Provided records section start
use crate::artifacts::{file_stem, ArtifactStore};
use crate::error::Result;
use crate::finding::{codes, descriptions, Finding};
use crate::submission::context::SubmissionContext;
use crate::submission::stage::Stage;
use async_trait::async_trait;
use base64::engine::general_purpose::STANDARD as BASE64_STANDARD;
use base64::Engine as _;
use flate2::read::GzDecoder;
use std::io::{Cursor, Read};

const ZIP_MAGIC: [u8; 4] = [0x50, 0x4b, 0x03, 0x04];
const GZIP_MAGIC: [u8; 2] = [0x1f, 0x8b];

/// Decodes the submitted payload, unwraps a recognised container, and
/// persists the raw report document under the naming convention. The
/// encoded copy is released as soon as the bytes are decoded so that only
/// one representation of the payload stays in memory.
pub struct ExtractionStage {
    store: ArtifactStore,
}

impl ExtractionStage {
    pub fn new(store: ArtifactStore) -> Self {
        Self { store }
    }
}

enum Unwrapped {
    Content(Vec<u8>),
    Finding(Finding),
}

/// Applies the container rules: a zip must hold exactly one entry, a gzip
/// stream is inflated, anything else passes through as-is. A payload that
/// announces a container it cannot honour is a corrupted archive.
fn unwrap_container(decoded: Vec<u8>) -> Unwrapped {
    if decoded.starts_with(&ZIP_MAGIC) {
        let mut archive = match zip::ZipArchive::new(Cursor::new(&decoded)) {
            Ok(archive) => archive,
            Err(_) => {
                return Unwrapped::Finding(Finding::error(
                    codes::ARCHIVE_CORRUPTED_ERROR,
                    descriptions::ARCHIVE_CORRUPTED_ERROR,
                ));
            }
        };

        if archive.len() != 1 {
            return Unwrapped::Finding(
                Finding::error(
                    codes::ARCHIVE_ENTRY_COUNT_ERROR,
                    descriptions::ARCHIVE_ENTRY_COUNT_ERROR,
                )
                .with_details(format!("{} entries", archive.len())),
            );
        }

        let mut content = Vec::new();
        let read = archive
            .by_index(0)
            .and_then(|mut entry| entry.read_to_end(&mut content).map_err(Into::into));
        match read {
            Ok(_) => Unwrapped::Content(content),
            Err(_) => Unwrapped::Finding(Finding::error(
                codes::ARCHIVE_CORRUPTED_ERROR,
                descriptions::ARCHIVE_CORRUPTED_ERROR,
            )),
        }
    } else if decoded.starts_with(&GZIP_MAGIC) {
        let mut content = Vec::new();
        match GzDecoder::new(decoded.as_slice()).read_to_end(&mut content) {
            Ok(_) => Unwrapped::Content(content),
            Err(_) => Unwrapped::Finding(Finding::error(
                codes::ARCHIVE_CORRUPTED_ERROR,
                descriptions::ARCHIVE_CORRUPTED_ERROR,
            )),
        }
    } else {
        Unwrapped::Content(decoded)
    }
}

#[async_trait]
impl Stage for ExtractionStage {
    fn name(&self) -> &'static str {
        "extraction"
    }

    async fn run(&self, ctx: &mut SubmissionContext) -> Result<()> {
        let Some(encoded) = ctx.encoded_payload.take() else {
            return Ok(());
        };

        let decoded = match BASE64_STANDARD.decode(encoded.as_bytes()) {
            Ok(decoded) => decoded,
            Err(_) => {
                ctx.fail_file(Finding::error(
                    codes::BASE64_DECODE_ERROR,
                    descriptions::BASE64_DECODE_ERROR,
                ));
                return Ok(());
            }
        };

        let content = match unwrap_container(decoded) {
            Unwrapped::Content(content) => content,
            Unwrapped::Finding(finding) => {
                ctx.fail_file(finding);
                return Ok(());
            }
        };

        // The stem comes from the declared metadata, so the document is
        // persisted even when resolution failed earlier in the chain.
        let stem = file_stem(
            &ctx.message.report_code,
            ctx.bank_code(),
            &ctx.message.report_period,
            ctx.message.time_submitted,
            ctx.status_row_id,
        );
        let path = self.store.save_report(&stem, &content).await?;
        tracing::info!(
            target: "reportsink::pipeline",
            event = "report_document_saved",
            token = %ctx.token,
            path = %path.display(),
            size = content.len(),
        );
        ctx.raw_document_path = Some(path);

        ctx.raw_document = Some(content);
        Ok(())
    }
}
Provided records section end
About this task: Each line from the first line of the listing through the line containing "use base64::Engine as _;" must be set down exactly; no other line belongs in the answer.

Result:
use crate::artifacts::{file_stem, ArtifactStore};
use crate::error::Result;
use crate::finding::{codes, descriptions, Finding};
use crate::submission::context::SubmissionContext;
use crate::submission::stage::Stage;
use async_trait::async_trait;
use base64::engine::general_purpose::STANDARD as BASE64_STANDARD;
use base64::Engine as _;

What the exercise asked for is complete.